The screening arsenal still centers on mammography but also includes MRI, handheld and automated ultrasound and digital breast tomosynthesis, a form of mammography that takes three-dimensional images. Screening now is “absolutely more personalized,” said Dr. Rachel Brem, director of George Washington University's Breast Imaging and Interventional Center.
But insurers have been slow to cover supplemental screening methods, which can cost $150 for an ultrasound to $1,000 for an MRI. Patients usually have to pay out-of-pocket. Also, some supplemental methods raise questions about higher exposure to radiation, invasiveness and higher rates of false-positive test results compared to mammography.
Tomosynthesis is one of the newest of the adjunct modalities. Hologic, a Bedford, Mass.-based manufacturer, introduced it to the U.S. in 2011. GE Healthcare, based in Wauwatosa, Wis., received approval from the Food and Drug Administration for its machine this year.
A study released at the Radiological Society of North America's annual meeting in Chicago found that using a combination of digital mammography and tomosynthesis caught 80% of cancers in women with dense breasts, compared with the 59% of cancers diagnosed in those women who only underwent mammography. The study, financially supported by Hologic, compared cancer detection rates for about 25,000 women ages 50 to 69.
About 11% of the screening systems in the 8,700 centers certified by the FDA to perform mammograms are 3-D systems, most of them Hologic machines. Women usually first undergo a 2-D mammogram, which can be used to assess their breast density. The ECRI Institute said the average price of digital mammography systems went up 13% over the past year because more hospitals are buying 3-D systems. The average price of a tomosynthesis system is $417,000.
“Does this increase costs overall for women? Yes,” said Dr. Debra Monticciolo, section chief of breast imaging at Baylor Scott & White Health. “But in the long run, if we can find cancers when they are smaller and lower stage, it can be a win.”
The American College of Radiology issued a statement last month calling for insurers to cover 3-D mammography.

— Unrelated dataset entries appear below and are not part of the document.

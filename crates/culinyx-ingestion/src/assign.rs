//! Page-to-recipe assignment.
//!
//! A sorted merge over two ordered sequences: pages ascending by number and
//! boundaries ascending by start page. Each page resolves to the boundary
//! with the greatest `start_page` at or before it (an "as-of" join); no
//! mutable current-recipe state is threaded through anything else.

use crate::models::{Page, Recipe, RecipeBoundary, SegmentConfig};

/// Assign every in-range page to exactly one recipe and aggregate page text
/// per recipe, in page order.
///
/// - Pages outside `[content_start_page, content_end_page]` are ignored.
/// - Pages before the first boundary are dropped deliberately; they cannot
///   belong to any recipe.
/// - When several boundaries share a start page, the last one in boundary
///   order wins for that page.
/// - Recipes are keyed by title: two boundaries with the same title merge
///   into one recipe, pages in ascending order. Output preserves the
///   first-seen order of titles.
pub fn assign_pages(
    pages: &[Page],
    boundaries: &[RecipeBoundary],
    cfg: &SegmentConfig,
) -> Vec<Recipe> {
    if boundaries.is_empty() {
        return Vec::new();
    }

    let mut in_range: Vec<&Page> = pages.iter().filter(|p| cfg.contains(p.number)).collect();
    in_range.sort_by_key(|p| p.number);

    // Title in first-seen order -> collected page texts. Boundary counts are
    // small (hundreds), so a linear position lookup is fine.
    let mut groups: Vec<(String, Vec<&str>)> = Vec::new();

    let mut cursor = 0usize;
    for page in in_range {
        if page.number < boundaries[0].start_page {
            continue;
        }
        while cursor + 1 < boundaries.len() && boundaries[cursor + 1].start_page <= page.number {
            cursor += 1;
        }
        let title = &boundaries[cursor].title;

        match groups.iter_mut().find(|(t, _)| t == title) {
            Some((_, texts)) => texts.push(&page.text),
            None => groups.push((title.clone(), vec![&page.text])),
        }
    }

    groups
        .into_iter()
        .map(|(title, texts)| Recipe {
            title,
            description: join_page_texts(&texts),
        })
        .collect()
}

/// Join page texts with a single space. Blank pages contribute nothing, so
/// the description never carries runs of whitespace from empty pages.
fn join_page_texts(texts: &[&str]) -> String {
    texts
        .iter()
        .map(|t| t.trim())
        .filter(|t| !t.is_empty())
        .collect::<Vec<_>>()
        .join(" ")
}
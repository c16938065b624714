//! Append-only event store with a bounded ring and a broadcast bus.
//!
//! Appends are atomic: the id is assigned and the entry pushed under one
//! lock, then fanned out to subscribers in insertion order. When the ring
//! is full the oldest entry is evicted silently; consumers that fall
//! behind resync with an id-range query.

use std::{collections::VecDeque, sync::Mutex};

use time::OffsetDateTime;
use tokio::sync::broadcast;

use crate::{
    events::{Event, EventPayload},
    types::{CycleIndex, EventId},
};

/// Capacity of the broadcast channel between the store and its
/// subscribers. Slow subscribers past this lag are disconnected.
const BUS_CAPACITY: usize = 256;

#[derive(Debug, Default, Clone, Copy)]
pub struct StoreCounters {
    /// Total events ever appended; monotone even across eviction.
    pub total_appended: u64,
    pub threats_detected: u64,
    pub actions_taken: u64,
}

struct StoreInner {
    ring: VecDeque<Event>,
    next_id: u64,
    counters: StoreCounters,
}

pub struct EventStore {
    inner: Mutex<StoreInner>,
    bus: broadcast::Sender<Event>,
    capacity: usize,
}

impl EventStore {
    pub fn new(capacity: usize) -> Self {
        let (bus, _) = broadcast::channel(BUS_CAPACITY);
        Self {
            inner: Mutex::new(StoreInner {
                ring: VecDeque::with_capacity(capacity.min(4096)),
                next_id: 1,
                counters: StoreCounters::default(),
            }),
            bus,
            capacity,
        }
    }

    /// Appends one event, assigning the next id, and broadcasts it.
    pub fn append(&self, cycle: CycleIndex, payload: EventPayload) -> Event {
        let event = {
            let mut inner = self.inner.lock().expect("event store poisoned");
            let event = Event {
                id: EventId::new(inner.next_id),
                timestamp: OffsetDateTime::now_utc(),
                cycle,
                payload,
            };
            inner.next_id += 1;
            inner.counters.total_appended += 1;
            if event.is_threat() {
                inner.counters.threats_detected += 1;
            }
            if event.is_action() {
                inner.counters.actions_taken += 1;
            }
            inner.ring.push_back(event.clone());
            while inner.ring.len() > self.capacity {
                inner.ring.pop_front();
            }
            event
        };
        // Nobody listening is fine; the store is the source of truth.
        let _ = self.bus.send(event.clone());
        event
    }

    pub fn subscribe(&self) -> broadcast::Receiver<Event> {
        self.bus.subscribe()
    }

    pub fn counters(&self) -> StoreCounters {
        self.inner.lock().expect("event store poisoned").counters
    }

    /// Most recent `limit` events, newest first.
    pub fn recent(&self, limit: usize) -> Vec<Event> {
        let inner = self.inner.lock().expect("event store poisoned");
        inner.ring.iter().rev().take(limit).cloned().collect()
    }

    /// Events with `id >= from_id`, oldest first, capped at `limit`.
    ///
    /// O(log n + k): the start position is found by binary search over
    /// the id-ordered ring.
    pub fn range(&self, from_id: EventId, limit: usize) -> Vec<Event> {
        let inner = self.inner.lock().expect("event store poisoned");
        let ring = &inner.ring;
        let start = ring.partition_point(|event| event.id < from_id);
        ring.iter().skip(start).take(limit).cloned().collect()
    }

    /// Events at or after `cutoff` that match `predicate`, oldest first.
    pub fn since(
        &self,
        cutoff: OffsetDateTime,
        predicate: impl Fn(&Event) -> bool,
    ) -> Vec<Event> {
        let inner = self.inner.lock().expect("event store poisoned");
        inner
            .ring
            .iter()
            .filter(|event| event.timestamp >= cutoff && predicate(event))
            .cloned()
            .collect()
    }

    /// Most recent `limit` events matching `predicate`, newest first.
    pub fn recent_matching(
        &self,
        limit: usize,
        predicate: impl Fn(&Event) -> bool,
    ) -> Vec<Event> {
        let inner = self.inner.lock().expect("event store poisoned");
        inner
            .ring
            .iter()
            .rev()
            .filter(|event| predicate(event))
            .take(limit)
            .cloned()
            .collect()
    }

    /// Newest event matching `predicate`, if any.
    pub fn latest_matching(&self, predicate: impl Fn(&Event) -> bool) -> Option<Event> {
        let inner = self.inner.lock().expect("event store poisoned");
        inner.ring.iter().rev().find(|event| predicate(event)).cloned()
    }
}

Medicare will cover tomosynthesis for the first time in 2015. The CMS also is increasing its payment next year for ultrasound screening. Still, some researchers caution against widespread use of supplemental screening. A study published in December in the Annals of Internal Medicine found that using ultrasonography screening for women with dense breast tissue increases costs and led to false positives with few benefits. The authors called for more research into supplemental methods.